Advice to a College-Bound Daughter

Betsy Joseph

November 2, 2025

My father, generally a man of many words,

stayed mostly silent while driving north on the interstate

to settle both my belongings and me in my college dorm.


Perhaps his thoughts lingered on his own college migration

over thirty years earlier from a cultural and physical landscape

that no longer served him.

I used the quiet to contemplate my own imagined impressions

of the place I would spend the next four years.


The radio turned low, we bumped our way

through several miles of road work, detours,

listening to the tires spinning down the highway,

getting us closer to our destination.


At last my father broke his silence by clearing his throat.

He glanced sideways at me, then turned his eyes

back to the traffic just ahead.

I angled my face and looked at his profile,

struck by a nervousness that squared his jaw

and tensed his hands at the wheel.


I heard a deep inhalation first,

followed by a tumble of words in the exhalation,

an almost strangled “Honey, I want you to know . . .”


“Know what?”  

I wanted to help him, or I thought I did.


“Well, please hear me out.  This isn’t easy to say.”


“Ok.”  I stared ahead and waited for him to find his words.


“Honey,” clearing his voice again,

“Honey, there are two kinds of girls.”

Then his voice trailed.


“Two kinds of girls . . .” I prompted.


“There are the girls that guys want to get experience with

and there are the girls guys want to respect.”

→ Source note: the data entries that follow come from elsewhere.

//! Element, attribute and file-name constants of the DIMAP header format

pub const DIMAP_FORMAT_NAME: &str = "DIMAP";
pub const DIMAP_CURRENT_VERSION: &str = "2.12.1";
pub const DIMAP_METADATA_PROFILE: &str = "BEAM-DATAMODEL-V1";
pub const DIMAP_DATASET_SERIES: &str = "BEAM-PRODUCT";
pub const HEADER_FILE_EXTENSION: &str = ".dim";
pub const DATA_DIRECTORY_EXTENSION: &str = ".data";
pub const IMAGE_FILE_EXTENSION: &str = ".img";
pub const ENVI_HEADER_EXTENSION: &str = ".hdr";
pub const TIE_POINT_GRID_DIR_NAME: &str = "tie_point_grids";
pub const VECTOR_DATA_DIR_NAME: &str = "vector_data";
pub const DATA_FILE_FORMAT: &str = "ENVI";
pub const DATA_FILE_FORMAT_DESCRIPTION: &str = "ENVI File Format";
pub const DATA_FILE_ORGANISATION: &str = "BAND_SEPARATE";

// identity and production
pub const TAG_ROOT: &str = "Dimap_Document";
pub const TAG_METADATA_ID: &str = "Metadata_Id";
pub const TAG_METADATA_FORMAT: &str = "METADATA_FORMAT";
pub const TAG_METADATA_PROFILE: &str = "METADATA_PROFILE";
pub const TAG_DATASET_ID: &str = "Dataset_Id";
pub const TAG_DATASET_SERIES: &str = "DATASET_SERIES";
pub const TAG_DATASET_NAME: &str = "DATASET_NAME";
pub const TAG_DATASET_USE: &str = "Dataset_Use";
pub const TAG_DATASET_COMMENTS: &str = "DATASET_COMMENTS";
pub const TAG_DATASET_AUTO_GROUPING: &str = "DATASET_AUTO_GROUPING";
pub const TAG_PRODUCTION: &str = "Production";
pub const TAG_DATASET_PRODUCER_NAME: &str = "DATASET_PRODUCER_NAME";
pub const TAG_PRODUCT_TYPE: &str = "PRODUCT_TYPE";
pub const TAG_QUICKLOOK_BAND_NAME: &str = "QUICKLOOK_BAND_NAME";
pub const TAG_PRODUCT_SCENE_RASTER_START_TIME: &str = "PRODUCT_SCENE_RASTER_START_TIME";
pub const TAG_PRODUCT_SCENE_RASTER_STOP_TIME: &str = "PRODUCT_SCENE_RASTER_STOP_TIME";
pub const TAG_OLD_SCENE_RASTER_START_TIME: &str = "SENSING_START";
pub const TAG_OLD_SCENE_RASTER_STOP_TIME: &str = "SENSING_STOP";

// geocoding
pub const TAG_COORDINATE_REFERENCE_SYSTEM: &str = "Coordinate_Reference_System";
pub const TAG_GEOPOSITION: &str = "Geoposition";
pub const TAG_WKT: &str = "WKT";
pub const TAG_IMAGE_TO_MODEL_TRANSFORM: &str = "IMAGE_TO_MODEL_TRANSFORM";
pub const TAG_GEOCODING_TIE_POINT_GRIDS: &str = "Geocoding_Tie_Point_Grids";
pub const TAG_GEOPOSITION_POINTS: &str = "Geoposition_Points";
pub const TAG_ORIGINAL_GEOCODING: &str = "Original_Geocoding";
pub const TAG_INTERPOLATION_METHOD: &str = "INTERPOLATION_METHOD";
pub const TAG_TIE_POINT_GRID_NAME_LAT: &str = "TIE_POINT_GRID_NAME_LAT";
pub const TAG_TIE_POINT_GRID_NAME_LON: &str = "TIE_POINT_GRID_NAME_LON";
pub const TAG_GEOCODING_MAP: &str = "Geocoding_Map";
pub const TAG_MAP_INFO: &str = "MAP_INFO";
pub const TAG_LATITUDE_BAND: &str = "LATITUDE_BAND";
pub const TAG_LONGITUDE_BAND: &str = "LONGITUDE_BAND";
pub const TAG_VALID_MASK_EXPRESSION: &str = "VALID_MASK_EXPRESSION";
pub const TAG_SEARCH_RADIUS: &str = "SEARCH_RADIUS";
pub const TAG_PIXEL_POSITION_ESTIMATOR: &str = "Pixel_Position_Estimator";
pub const TAG_GEOPOSITION_INSERT: &str = "Geoposition_Insert";
pub const TAG_ULX_MAP: &str = "ULXMAP";
pub const TAG_ULY_MAP: &str = "ULYMAP";
pub const TAG_X_DIM: &str = "XDIM";
pub const TAG_Y_DIM: &str = "YDIM";
pub const TAG_SIMPLIFIED_LOCATION_MODEL: &str = "Simplified_Location_Model";
pub const TAG_DIRECT_LOCATION_MODEL: &str = "Direct_Location_Model";
pub const TAG_REVERSE_LOCATION_MODEL: &str = "Reverse_Location_Model";
pub const TAG_LC_LIST: &str = "lc_List";
pub const TAG_LC: &str = "lc";
pub const TAG_PC_LIST: &str = "pc_List";
pub const TAG_PC: &str = "pc";
pub const TAG_IC_LIST: &str = "ic_List";
pub const TAG_IC: &str = "ic";
pub const TAG_JC_LIST: &str = "jc_List";
pub const TAG_JC: &str = "jc";
pub const TAG_GEO_TABLES: &str = "GEO_TABLES";
pub const TAG_HORIZONTAL_CS: &str = "Horizontal_CS";
pub const TAG_HORIZONTAL_CS_TYPE: &str = "HORIZONTAL_CS_TYPE";
pub const TAG_HORIZONTAL_CS_NAME: &str = "HORIZONTAL_CS_NAME";
pub const TAG_GEOGRAPHIC_CS: &str = "Geographic_CS";
pub const TAG_GEOGRAPHIC_CS_NAME: &str = "GEOGRAPHIC_CS_NAME";
pub const TAG_HORIZONTAL_DATUM: &str = "Horizontal_Datum";
pub const TAG_HORIZONTAL_DATUM_NAME: &str = "HORIZONTAL_DATUM_NAME";
pub const TAG_ELLIPSOID: &str = "Ellipsoid";
pub const TAG_ELLIPSOID_NAME: &str = "ELLIPSOID_NAME";
pub const TAG_ELLIPSOID_PARAMETERS: &str = "Ellipsoid_Parameters";
pub const TAG_ELLIPSOID_MAJ_AXIS: &str = "ELLIPSOID_MAJ_AXIS";
pub const TAG_ELLIPSOID_MIN_AXIS: &str = "ELLIPSOID_MIN_AXIS";
pub const TAG_PROJECTION: &str = "Projection";
pub const TAG_PROJECTION_NAME: &str = "NAME";
pub const TAG_PROJECTION_CT_METHOD: &str = "Projection_CT_Method";
pub const TAG_PROJECTION_CT_NAME: &str = "PROJECTION_CT_NAME";
pub const TAG_PROJECTION_PARAMETERS: &str = "Projection_Parameters";
pub const TAG_PROJECTION_PARAMETER: &str = "Projection_Parameter";
pub const TAG_PROJECTION_PARAMETER_NAME: &str = "PROJECTION_PARAMETER_NAME";
pub const TAG_PROJECTION_PARAMETER_VALUE: &str = "PROJECTION_PARAMETER_VALUE";
pub const TAG_MAP_INFO_PIXEL_X: &str = "PIXEL_X";
pub const TAG_MAP_INFO_PIXEL_Y: &str = "PIXEL_Y";
pub const TAG_MAP_INFO_EASTING: &str = "EASTING";
pub const TAG_MAP_INFO_NORTHING: &str = "NORTHING";
pub const TAG_MAP_INFO_ORIENTATION: &str = "ORIENTATION";
pub const TAG_MAP_INFO_PIXELSIZE_X: &str = "PIXELSIZE_X";
pub const TAG_MAP_INFO_PIXELSIZE_Y: &str = "PIXELSIZE_Y";
pub const TAG_MAP_INFO_NODATA_VALUE: &str = "NODATA_VALUE";
pub const TAG_MAP_INFO_MAPUNIT: &str = "MAPUNIT";
pub const TAG_MAP_INFO_ORTHORECTIFIED: &str = "ORTHORECTIFIED";
pub const TAG_MAP_INFO_ELEVATION_MODEL: &str = "ELEVATION_MODEL";
pub const TAG_MAP_INFO_SCENE_FITTED: &str = "SCENE_FITTED";
pub const TAG_MAP_INFO_SCENE_WIDTH: &str = "SCENE_WIDTH";
pub const TAG_MAP_INFO_SCENE_HEIGHT: &str = "SCENE_HEIGHT";
pub const TAG_MAP_INFO_RESAMPLING: &str = "RESAMPLING";

// sample codings
pub const TAG_FLAG_CODING: &str = "Flag_Coding";
pub const TAG_FLAG: &str = "Flag";
pub const TAG_FLAG_NAME: &str = "Flag_Name";
pub const TAG_FLAG_INDEX: &str = "Flag_Index";
pub const TAG_FLAG_DESCRIPTION: &str = "Flag_description";
pub const TAG_INDEX_CODING: &str = "Index_Coding";
pub const TAG_INDEX: &str = "Index";
pub const TAG_INDEX_NAME: &str = "INDEX_NAME";
pub const TAG_INDEX_VALUE: &str = "INDEX_VALUE";
pub const TAG_INDEX_DESCRIPTION: &str = "INDEX_DESCRIPTION";

// raster layout and data access
pub const TAG_RASTER_DIMENSIONS: &str = "Raster_Dimensions";
pub const TAG_NCOLS: &str = "NCOLS";
pub const TAG_NROWS: &str = "NROWS";
pub const TAG_NBANDS: &str = "NBANDS";
pub const TAG_DATA_ACCESS: &str = "Data_Access";
pub const TAG_DATA_FILE_FORMAT: &str = "DATA_FILE_FORMAT";
pub const TAG_DATA_FILE_FORMAT_DESC: &str = "DATA_FILE_FORMAT_DESC";
pub const TAG_DATA_FILE_ORGANISATION: &str = "DATA_FILE_ORGANISATION";
pub const TAG_DATA_FILE: &str = "Data_File";
pub const TAG_DATA_FILE_PATH: &str = "DATA_FILE_PATH";
pub const TAG_BAND_INDEX: &str = "BAND_INDEX";
pub const TAG_TIE_POINT_GRID_FILE: &str = "Tie_Point_Grid_File";
pub const TAG_TIE_POINT_GRID_FILE_PATH: &str = "TIE_POINT_GRID_FILE_PATH";

// tie-point grids
pub const TAG_TIE_POINT_GRIDS: &str = "Tie_Point_Grids";
pub const TAG_NUM_TIE_POINT_GRIDS: &str = "NUM_TIE_POINT_GRIDS";
pub const TAG_TIE_POINT_GRID_INFO: &str = "Tie_Point_Grid_Info";
pub const TAG_TIE_POINT_GRID_INDEX: &str = "TIE_POINT_GRID_INDEX";
pub const TAG_TIE_POINT_DESCRIPTION: &str = "TIE_POINT_DESCRIPTION";
pub const TAG_TIE_POINT_GRID_NAME: &str = "TIE_POINT_GRID_NAME";
pub const TAG_OFFSET_X: &str = "OFFSET_X";
pub const TAG_OFFSET_Y: &str = "OFFSET_Y";
pub const TAG_STEP_X: &str = "STEP_X";
pub const TAG_STEP_Y: &str = "STEP_Y";
pub const TAG_CYCLIC: &str = "CYCLIC";

// display
pub const TAG_IMAGE_DISPLAY: &str = "Image_Display";
pub const TAG_BAND_STATISTICS: &str = "Band_Statistics";
pub const TAG_STX_MIN: &str = "STX_MIN";
pub const TAG_STX_MAX: &str = "STX_MAX";
pub const TAG_STX_MEAN: &str = "STX_MEAN";
pub const TAG_STX_STDDEV: &str = "STX_STD_DEV";
pub const TAG_STX_LEVEL: &str = "STX_RES_LEVEL";
pub const TAG_HISTOGRAM: &str = "HISTOGRAM";
pub const TAG_NUM_COLORS: &str = "NUM_COLORS";
pub const TAG_COLOR_PALETTE_POINT: &str = "Color_Palette_Point";
pub const TAG_SAMPLE: &str = "SAMPLE";
pub const TAG_LABEL: &str = "LABEL";
pub const TAG_COLOR: &str = "COLOR";
pub const TAG_NO_DATA_COLOR: &str = "NO_DATA_COLOR";
pub const TAG_HISTOGRAM_MATCHING: &str = "HISTOGRAM_MATCHING";
pub const TAG_MASK_USAGE: &str = "Mask_Usage";
pub const TAG_OVERLAY: &str = "OVERLAY";

// band descriptors
pub const TAG_IMAGE_INTERPRETATION: &str = "Image_Interpretation";
pub const TAG_SPECTRAL_BAND_INFO: &str = "Spectral_Band_Info";
pub const TAG_BAND_DESCRIPTION: &str = "BAND_DESCRIPTION";
pub const TAG_BAND_NAME: &str = "BAND_NAME";
pub const TAG_BAND_RASTER_WIDTH: &str = "BAND_RASTER_WIDTH";
pub const TAG_BAND_RASTER_HEIGHT: &str = "BAND_RASTER_HEIGHT";
pub const TAG_DATA_TYPE: &str = "DATA_TYPE";
pub const TAG_PHYSICAL_UNIT: &str = "PHYSICAL_UNIT";
pub const TAG_SOLAR_FLUX: &str = "SOLAR_FLUX";
pub const TAG_SPECTRAL_BAND_INDEX: &str = "SPECTRAL_BAND_INDEX";
pub const TAG_BAND_WAVELEN: &str = "BAND_WAVELEN";
pub const TAG_BANDWIDTH: &str = "BANDWIDTH";
pub const TAG_FLAG_CODING_NAME: &str = "FLAG_CODING_NAME";
pub const TAG_INDEX_CODING_NAME: &str = "INDEX_CODING_NAME";
pub const TAG_SCALING_FACTOR: &str = "SCALING_FACTOR";
pub const TAG_SCALING_OFFSET: &str = "SCALING_OFFSET";
pub const TAG_SCALING_LOG_10: &str = "LOG10_SCALED";
pub const TAG_VALID_MASK_TERM: &str = "VALID_MASK_TERM";
pub const TAG_NO_DATA_VALUE_USED: &str = "NO_DATA_VALUE_USED";
pub const TAG_NO_DATA_VALUE: &str = "NO_DATA_VALUE";
pub const TAG_ANCILLARY_RELATION: &str = "ANCILLARY_RELATION";
pub const TAG_ANCILLARY_VARIABLE: &str = "ANCILLARY_VARIABLE";
pub const TAG_VIRTUAL_BAND: &str = "VIRTUAL_BAND";
pub const TAG_EXPRESSION: &str = "EXPRESSION";
pub const TAG_FILTER_BAND_INFO: &str = "Filter_Band_Info";
pub const TAG_FILTER_SOURCE: &str = "FILTER_SOURCE";
pub const TAG_FILTER_OP_TYPE: &str = "FILTER_OP_TYPE";
pub const TAG_FILTER_SUB_WINDOW_SIZE: &str = "FILTER_SUB_WINDOW_SIZE";
pub const TAG_FILTER_KERNEL: &str = "Filter_Kernel";
pub const TAG_KERNEL_WIDTH: &str = "KERNEL_WIDTH";
pub const TAG_KERNEL_HEIGHT: &str = "KERNEL_HEIGHT";
pub const TAG_KERNEL_X_ORIGIN: &str = "KERNEL_X_ORIGIN";
pub const TAG_KERNEL_Y_ORIGIN: &str = "KERNEL_Y_ORIGIN";
pub const TAG_KERNEL_FACTOR: &str = "KERNEL_FACTOR";
pub const TAG_KERNEL_DATA: &str = "KERNEL_DATA";
pub const BAND_TYPE_GENERAL_FILTER: &str = "GeneralFilterBand";
pub const BAND_TYPE_CONVOLUTION_FILTER: &str = "ConvolutionFilterBand";
pub const GENERAL_FILTER_VERSION: &str = "1.2";

// masks
pub const TAG_MASKS: &str = "Masks";
pub const TAG_MASK: &str = "Mask";
pub const TAG_NAME: &str = "NAME";
pub const TAG_DESCRIPTION: &str = "DESCRIPTION";
pub const TAG_TRANSPARENCY: &str = "TRANSPARENCY";
pub const TAG_MASK_RASTER_WIDTH: &str = "MASK_RASTER_WIDTH";
pub const TAG_MASK_RASTER_HEIGHT: &str = "MASK_RASTER_HEIGHT";
pub const TAG_MINIMUM: &str = "MINIMUM";
pub const TAG_MAXIMUM: &str = "MAXIMUM";
pub const TAG_RASTER: &str = "RASTER";
pub const TAG_BITMASK_DEFINITIONS: &str = "Bitmask_Definitions";
pub const TAG_BITMASK_DEFINITION: &str = "Bitmask_Definition";
pub const TAG_BITMASK_OVERLAY: &str = "Bitmask_Overlay";
pub const TAG_BITMASK: &str = "BITMASK";
pub const MASK_TYPE_MATHS: &str = "Maths";
pub const MASK_TYPE_RANGE: &str = "Range";

// placemarks
pub const TAG_GCP_GROUP: &str = "Gcp_Group";
pub const TAG_PLACEMARK: &str = "Placemark";
pub const TAG_PLACEMARK_LATITUDE: &str = "LATITUDE";
pub const TAG_PLACEMARK_LONGITUDE: &str = "LONGITUDE";
pub const TAG_PLACEMARK_PIXEL_X: &str = "PIXEL_X";
pub const TAG_PLACEMARK_PIXEL_Y: &str = "PIXEL_Y";

// metadata
pub const TAG_DATASET_SOURCES: &str = "Dataset_Sources";
pub const TAG_METADATA_ELEMENT: &str = "MDElem";
pub const TAG_METADATA_ATTRIBUTE: &str = "MDATTR";

pub const ATTRIB_RED: &str = "red";
pub const ATTRIB_GREEN: &str = "green";
pub const ATTRIB_BLUE: &str = "blue";
pub const ATTRIB_ALPHA: &str = "alpha";
pub const ATTRIB_NAMES: &str = "names";
pub const ATTRIB_DESCRIPTION: &str = "desc";
pub const ATTRIB_UNIT: &str = "unit";
pub const ATTRIB_MODE: &str = "mode";
pub const ATTRIB_TYPE: &str = "type";
pub const ATTRIB_ELEMS: &str = "elems";
pub const ATTRIB_NAME: &str = "name";
pub const ATTRIB_VERSION: &str = "version";
pub const ATTRIB_HREF: &str = "href";
pub const ATTRIB_VALUE: &str = "value";
pub const ATTRIB_ORDER: &str = "order";
pub const ATTRIB_INDEX: &str = "index";
pub const ATTRIB_BAND_TYPE: &str = "bandType";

“And the point of this conversation?” I countered,

no doubt a bit sharply.


“The point,” he continued, “is this”:

“Which kind of girl do you want to be?”


I don’t know if I hated him at that moment

or whether I admired him.

I felt the blood rushing to my face,

hot and embarrassing.

I also considered the courage he had summoned

from within to broach this sensitive topic

with his eighteen-year-old daughter.


I realized fairly quickly that he didn’t expect an answer,

nor did I offer one.

He wanted me to ponder his words,

to put weight into a father’s caution,

a father’s notion of reputation.

Which led me to wonder if his words sprang

from parental responsibility or from territorial concern

for his youngest child and only daughter.


An awkwardness prevailed until we parked

and unloaded all my gear.

Carrying the loads up three flights of stairs

winded us both and left little air for talk.

He noticed various girls in the hallways

dressed less modestly than I

and simply shook his head as only

a befuddled father can, and for the first time

I saw my dad in a different light.


Whereas I had always perceived his confidence,

his signs and show of strength,

I now saw the slackness of vulnerability 

in his posture and in his dark brown eyes.

I think he saw time, distance encroaching

and didn’t feel prepared to let go quite yet.


Betsy Joseph lives in Dallas and has poems that have appeared in a number of journals and anthologies. She is the author of two poetry books published by Lamar University Literary Press: Only So Many Autumns (2019) and, most recently, Relatively Speaking (2022), a collaborative collection with her brother, poet Chip Dameron.